For any other data source, it throws UnsupportedOperationException exception:

Data source [className] does not support streamed reading

`inferFileFormatSchema` Internal Method

inferFileFormatSchema(format: FileFormat): StructType

inferFileFormatSchema private method computes (aka infers) schema (as StructType). It returns userSpecifiedSchema if specified or uses FileFormat.inferSchema. It throws a AnalysisException when is unable to infer schema.

It uses path option for the list of directory paths.

Note	It is used by DataSource.sourceSchema and DataSource.createSource when FileFormat is processed.

Resolving Relation (Creating BaseRelation) — `resolveRelation` Method

resolveRelation(checkFilesExist: Boolean = true): BaseRelation

resolveRelation resolves (i.e. creates) a BaseRelation.

Internally, resolveRelation tries to create an instance of the providingClass and branches off per its type and whether the optional user-specified schema was specified or not.

Table 4. Resolving BaseRelation per Provider and User-Specified Schema

Provider	Behaviour
SchemaRelationProvider	Executes SchemaRelationProvider.createRelation with the provided schema
RelationProvider	Executes RelationProvider.createRelation
FileFormat	Creates a HadoopFsRelation

Note

resolveRelation is used when:

DataSource is requested to write and read the result of a structured query (only when providingClass is a FileFormat)
DataFrameReader is requested to load data from a data source that supports multiple paths
TextInputCSVDataSource and TextInputJsonDataSource are requested to infer schema
CreateDataSourceTableCommand runnable command is executed
CreateTempViewUsing runnable command is executed
FindDataSourceTable is requested to readDataSourceTable
ResolveSQLOnFile is requested to convert a logical plan (when providingClass is a FileFormat)
HiveMetastoreCatalog is requested for convertToLogicalRelation
Structured Streaming’s FileStreamSource creates batches of records

`buildStorageFormatFromOptions` Method

buildStorageFormatFromOptions(options: Map[String, String]): CatalogStorageFormat

buildStorageFormatFromOptions…FIXME

Note	`buildStorageFormatFromOptions` is used when…FIXME

Creating DataSource Instance

DataSource takes the following when created:

SparkSession
Name of the provider class (aka input data source format)
Paths to load (default: empty)
(optional) User-specified schema (default: None, i.e. undefined)
(optional) Names of the partition columns (default: empty)
Optional bucketing specification (default: undefined)
Options (default: empty)
(optional) CatalogTable (default: undefined)

DataSource initializes the internal registries and counters.

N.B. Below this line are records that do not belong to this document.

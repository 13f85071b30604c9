//! Expiration classes and lapse evaluation

use chrono::{DateTime, Duration, TimeZone, Utc};
use serde::{Deserialize, Serialize};
use std::collections::BTreeMap;
use std::fmt;
use std::sync::Arc;
use tracing::{debug, warn};

use crate::clock::Clock;
use crate::error::{KeyStoreError, Result};
use crate::provider::Provider;
use crate::storage::{Purpose, Scope, StorageBackend};

const DAY_MS: u64 = 24 * 60 * 60 * 1000;

/// Longest duration a class may be configured with: 100 years
pub const MAX_DURATION_MS: u64 = 36_500 * DAY_MS;

/// Named expiry policy chosen when a credential is stored
#[derive(
    Debug, Clone, Copy, Default, PartialEq, Eq, PartialOrd, Ord, Hash, Serialize, Deserialize,
)]
pub enum ExpirationClass {
    #[default]
    #[serde(rename = "never")]
    Never,
    /// Ends with the session scope; no instant is recorded
    #[serde(rename = "session")]
    Session,
    #[serde(rename = "1day")]
    OneDay,
    #[serde(rename = "7days")]
    SevenDays,
    #[serde(rename = "30days")]
    ThirtyDays,
    /// Written by older releases; not in the default duration table
    #[serde(rename = "90days")]
    NinetyDays,
}

impl ExpirationClass {
    /// Classes offered for new writes with the default table
    pub const CANONICAL: [ExpirationClass; 5] = [
        ExpirationClass::Never,
        ExpirationClass::Session,
        ExpirationClass::OneDay,
        ExpirationClass::SevenDays,
        ExpirationClass::ThirtyDays,
    ];

    pub fn as_str(self) -> &'static str {
        match self {
            ExpirationClass::Never => "never",
            ExpirationClass::Session => "session",
            ExpirationClass::OneDay => "1day",
            ExpirationClass::SevenDays => "7days",
            ExpirationClass::ThirtyDays => "30days",
            ExpirationClass::NinetyDays => "90days",
        }
    }

    pub fn from_label(label: &str) -> Option<Self> {
        match label.trim() {
            "never" => Some(ExpirationClass::Never),
            "session" | "session-bound" => Some(ExpirationClass::Session),
            "1day" => Some(ExpirationClass::OneDay),
            "7days" => Some(ExpirationClass::SevenDays),
            "30days" => Some(ExpirationClass::ThirtyDays),
            "90days" => Some(ExpirationClass::NinetyDays),
            _ => None,
        }
    }

    /// Whether the class never yields an explicit instant
    pub fn is_open_ended(self) -> bool {
        matches!(self, ExpirationClass::Never | ExpirationClass::Session)
    }
}

impl fmt::Display for ExpirationClass {
    fn fmt(&self, f: &mut fmt::Formatter<'_>) -> fmt::Result {
        f.write_str(self.as_str())
    }
}

impl std::str::FromStr for ExpirationClass {
    type Err = KeyStoreError;

    fn from_str(s: &str) -> Result<Self> {
        Self::from_label(s).ok_or_else(|| KeyStoreError::UnsupportedExpiration(s.to_string()))
    }
}

/// Default duration table: 1, 7 and 30 days
pub fn default_durations_ms() -> BTreeMap<ExpirationClass, u64> {
    BTreeMap::from([
        (ExpirationClass::OneDay, DAY_MS),
        (ExpirationClass::SevenDays, 7 * DAY_MS),
        (ExpirationClass::ThirtyDays, 30 * DAY_MS),
    ])
}

/// Format an instant the way it is stored
pub fn format_instant(instant: DateTime<Utc>) -> String {
    instant.to_rfc3339()
}

/// Parse a stored instant: RFC 3339, or epoch milliseconds as older releases wrote
pub fn parse_instant(value: &str) -> Option<DateTime<Utc>> {
    let value = value.trim();

    if let Ok(ms) = value.parse::<i64>() {
        return Utc.timestamp_millis_opt(ms).single();
    }

    DateTime::parse_from_rfc3339(value)
        .ok()
        .map(|dt| dt.with_timezone(&Utc))
}

/// Converts classes to instants and decides whether records have lapsed
pub struct ExpirationPolicy {
    durations: BTreeMap<ExpirationClass, Duration>,
    clock: Arc<dyn Clock>,
}

impl ExpirationPolicy {
    pub fn new(durations_ms: &BTreeMap<ExpirationClass, u64>, clock: Arc<dyn Clock>) -> Self {
        let durations = durations_ms
            .iter()
            .filter(|(class, _)| !class.is_open_ended())
            .filter_map(|(class, ms)| match i64::try_from(*ms) {
                Ok(ms) => Some((*class, Duration::milliseconds(ms))),
                Err(_) => {
                    warn!("Ignoring out-of-range duration for expiration class '{}'", class);
                    None
                }
            })
            .collect();

        Self { durations, clock }
    }

    pub fn now(&self) -> DateTime<Utc> {
        self.clock.now()
    }

    /// Configured duration of a class
    pub fn duration(&self, class: ExpirationClass) -> Option<Duration> {
        self.durations.get(&class).copied()
    }

    /// Classes that can be used for new writes
    pub fn supported_classes(&self) -> Vec<ExpirationClass> {
        let mut classes = vec![ExpirationClass::Never, ExpirationClass::Session];
        classes.extend(self.durations.keys().copied());
        classes
    }

    /// Absolute expiry for a class stored now
    ///
    /// `never` and `session` have none; a class without a configured duration,
    /// or one that runs past the representable range, fails with
    /// [`KeyStoreError::UnsupportedExpiration`].
    pub fn expiry_instant(&self, class: ExpirationClass) -> Result<Option<DateTime<Utc>>> {
        if class.is_open_ended() {
            return Ok(None);
        }

        let duration = self
            .duration(class)
            .ok_or_else(|| KeyStoreError::UnsupportedExpiration(class.to_string()))?;

        self.now()
            .checked_add_signed(duration)
            .map(Some)
            .ok_or_else(|| KeyStoreError::UnsupportedExpiration(class.to_string()))
    }

    /// Whether a stored expiry value has passed
    ///
    /// Absent means the record does not expire. An unreadable value counts as
    /// lapsed.
    pub fn has_lapsed(&self, stored_instant: Option<&str>) -> bool {
        match stored_instant {
            None => false,
            Some(value) => match parse_instant(value) {
                Some(instant) => self.now() >= instant,
                None => true,
            },
        }
    }

    /// Whether the provider's record in `scope` has expired
    ///
    /// Session scope never expires by instant; its lifetime is the session's.
    pub async fn is_expired(
        &self,
        backend: &StorageBackend,
        provider: &dyn Provider,
        scope: Scope,
    ) -> Result<bool> {
        if scope == Scope::Session {
            return Ok(false);
        }

        let stored = backend
            .get(Purpose::ExpiryInstant, provider, Some(Scope::Durable))
            .await?;
        let expired = self.has_lapsed(stored.as_deref());

        if expired {
            debug!("Credential for '{}' has expired", provider.id());
        }
        Ok(expired)
    }
}
//! One-shot upgrade from the single-provider key layout
//!
//! Older releases kept one credential under `<ns>_api_key` and its siblings.
//! Those entries are copied, envelope untouched, to the default provider's
//! keys in the same scope. Legacy entries stay where they are so an older
//! release running side by side keeps working.

use tracing::{debug, info, warn};

use crate::error::Result;
use crate::expiration::ExpirationClass;
use crate::provider::Provider;
use crate::storage::{Purpose, Scope, StorageBackend};

/// What a migration pass did
#[derive(Debug, Clone, Default, PartialEq, Eq)]
pub struct MigrationReport {
    /// Scopes whose legacy record was copied
    pub migrated: Vec<Scope>,
}

impl MigrationReport {
    pub fn migrated_any(&self) -> bool {
        !self.migrated.is_empty()
    }
}

/// Copies a legacy record to the default provider's namespaced keys
pub struct LegacyMigrator<'a> {
    backend: &'a StorageBackend,
    target: &'a dyn Provider,
}

impl<'a> LegacyMigrator<'a> {
    pub fn new(backend: &'a StorageBackend, target: &'a dyn Provider) -> Self {
        Self { backend, target }
    }

    /// Migrate both scopes
    ///
    /// Never fails. A scope that cannot be migrated is logged and left for
    /// the next run.
    pub async fn run(&self) -> MigrationReport {
        let mut report = MigrationReport::default();

        for scope in Scope::LOOKUP_ORDER {
            match self.migrate_scope(scope).await {
                Ok(true) => report.migrated.push(scope),
                Ok(false) => {}
                Err(e) => warn!("Legacy migration of {} scope failed: {}", scope, e),
            }
        }

        if report.migrated_any() {
            info!(
                "Migrated legacy credential to provider '{}' ({:?})",
                self.target.id(),
                report.migrated
            );
        }
        report
    }

    async fn migrate_scope(&self, scope: Scope) -> Result<bool> {
        let Some(envelope) = self.backend.get_legacy(Purpose::Ciphertext, Some(scope)).await?
        else {
            return Ok(false);
        };

        if self
            .backend
            .exists(Purpose::Ciphertext, self.target, Some(scope))
            .await?
        {
            debug!(
                "Provider '{}' already has a {} record",
                self.target.id(),
                scope
            );
            return Ok(false);
        }

        let protected = match scope {
            // Durable records are always password protected
            Scope::Durable => true,
            Scope::Session => self
                .backend
                .get_legacy(Purpose::ProtectedFlag, Some(scope))
                .await?
                .map(|flag| flag.trim() == "true")
                .unwrap_or(false),
        };

        if let Some(label) = self.backend.get_legacy(Purpose::ScopeFlag, Some(scope)).await? {
            if Scope::from_label(&label) != Some(scope) {
                debug!("Legacy scope label '{}' found in {} scope", label, scope);
            }
        }

        let class = self
            .backend
            .get_legacy(Purpose::ExpiryClass, Some(scope))
            .await?
            .and_then(|label| ExpirationClass::from_label(&label))
            .unwrap_or(match scope {
                Scope::Durable => ExpirationClass::Never,
                Scope::Session => ExpirationClass::Session,
            });

        let instant = match scope {
            Scope::Durable => {
                self.backend
                    .get_legacy(Purpose::ExpiryInstant, Some(scope))
                    .await?
            }
            Scope::Session => None,
        };

        let target = self.target;
        self.backend
            .set(Purpose::ProtectedFlag, target, &protected.to_string(), scope)
            .await?;
        self.backend
            .set(Purpose::ScopeFlag, target, scope.as_str(), scope)
            .await?;
        self.backend
            .set(Purpose::ExpiryClass, target, class.as_str(), scope)
            .await?;
        match instant {
            Some(instant) => {
                self.backend
                    .set(Purpose::ExpiryInstant, target, &instant, scope)
                    .await?
            }
            None => {
                self.backend
                    .remove(Purpose::ExpiryInstant, target, Some(scope))
                    .await?
            }
        }

        // Ciphertext last: it marks the record as present
        self.backend
            .set(Purpose::Ciphertext, target, &envelope, scope)
            .await?;

        Ok(true)
    }
}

Looking Up Class By Name Of Data Source Provider — `lookupDataSource` Method

lookupDataSource(provider: String, conf: SQLConf): Class[_]

lookupDataSource looks up the class name in the backwardCompatibilityMap and then replaces the class name exclusively for the orc provider per spark.sql.orc.impl internal configuration property:

For hive (default), lookupDataSource uses org.apache.spark.sql.hive.orc.OrcFileFormat
For native, lookupDataSource uses the canonical class name of OrcFileFormat, i.e. org.apache.spark.sql.execution.datasources.orc.OrcFileFormat

With the provider’s class name (aka provider1 internally) lookupDataSource assumes another name variant of format [provider1].DefaultSource (aka provider2 internally).

lookupDataSource then uses Java’s ServiceLoader to find all DataSourceRegister provider classes on the CLASSPATH.

lookupDataSource filters out the DataSourceRegister provider classes (by their alias) that match the provider1 (case-insensitive), e.g. parquet or kafka.

If a single provider class was found for the alias, lookupDataSource simply returns the provider class.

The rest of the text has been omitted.